◆ **Aim of the task**:
Please find every line of the listing below where "MutexGuard" occurs and copy it.
═══ Input records ═══
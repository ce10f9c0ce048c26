//! Time expression parsing for recipe expressions.
//!
//! Two halves:
//! - [`relative`] turns strings like `"30 days ago"` or `"2020-01-01"` into
//!   datetimes, relative to a caller-supplied "now".
//! - [`ranges`] builds intelligent date ranges such as "last year" or
//!   "current mtd" and converts dates to day boundaries.

pub mod ranges;
pub mod relative;

pub use ranges::{
    DateDelta, calc_date_range, convert_to_end_datetime, convert_to_eod_datetime,
    convert_to_start_datetime, date_offset,
};
pub use relative::{format_date, format_datetime, parse_datetime};

/// Errors from parsing time expressions.
#[derive(Debug, Clone, PartialEq, Eq, thiserror::Error)]
pub enum TimeParseError {
    /// The text is not a date, datetime, or supported relative expression.
    #[error("Can't convert '{0}' to a date.")]
    Unparseable(String),

    #[error("Unknown intelligent date offset: {0}")]
    UnknownOffset(String),

    #[error("Unknown intelligent date units: {0}")]
    UnknownUnits(String),

    /// Date arithmetic left chrono's supported range.
    #[error("date out of range")]
    OutOfRange,
}

pub type Result<T> = std::result::Result<T, TimeParseError>;
//! Bounded waits on mutexes.

use std::sync::{Mutex, MutexGuard, TryLockError};
use std::thread;
use std::time::{Duration, Instant};

use tracing::warn;

use crate::error::{Result, StorageError};

const POLL_INTERVAL: Duration = Duration::from_millis(5);

/// Lock `lock`, giving up with [`StorageError::LockTimeout`] after `timeout`.
///
/// `what` names the protected resource in the error. A poisoned lock is
/// recovered, since the guarded state is only ever a cache.
pub fn acquire_with_timeout<'a, T>(
    lock: &'a Mutex<T>,
    what: &str,
    timeout: Duration,
) -> Result<MutexGuard<'a, T>> {
    let deadline = Instant::now() + timeout;
    loop {
        match lock.try_lock() {
            Ok(guard) => return Ok(guard),
            Err(TryLockError::Poisoned(poisoned)) => {
                warn!(what, "recovering poisoned lock");
                return Ok(poisoned.into_inner());
            }
            Err(TryLockError::WouldBlock) => {
                if Instant::now() >= deadline {
                    return Err(StorageError::lock_timeout(what, timeout.as_secs()));
                }
                thread::sleep(POLL_INTERVAL);
            }
        }
    }
}

#[cfg(test)]
mod tests {
    use std::sync::Arc;
    use std::sync::mpsc;

    use super::*;

    #[test]
    fn acquires_free_lock() {
        let lock = Mutex::new(3);
        let guard = acquire_with_timeout(&lock, "test", Duration::from_millis(10)).unwrap();
        assert_eq!(*guard, 3);
    }

    #[test]
    fn times_out_on_held_lock() {
        let lock = Arc::new(Mutex::new(()));
        let (held_tx, held_rx) = mpsc::channel();
        let (done_tx, done_rx) = mpsc::channel::<()>();

        let holder = {
            let lock = Arc::clone(&lock);
            thread::spawn(move || {
                let _guard = lock.lock().unwrap();
                held_tx.send(()).unwrap();
                done_rx.recv().unwrap();
            })
        };
        held_rx.recv().unwrap();

        let err = acquire_with_timeout(&lock, "reflection", Duration::from_millis(30)).unwrap_err();
        assert!(matches!(err, StorageError::LockTimeout { .. }));

        done_tx.send(()).unwrap();
        holder.join().unwrap();
        assert!(acquire_with_timeout(&lock, "reflection", Duration::from_millis(30)).is_ok());
    }
}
═══
◆ **Task result**:
use std::sync::{Mutex, MutexGuard, TryLockError};
) -> Result<MutexGuard<'a, T>> {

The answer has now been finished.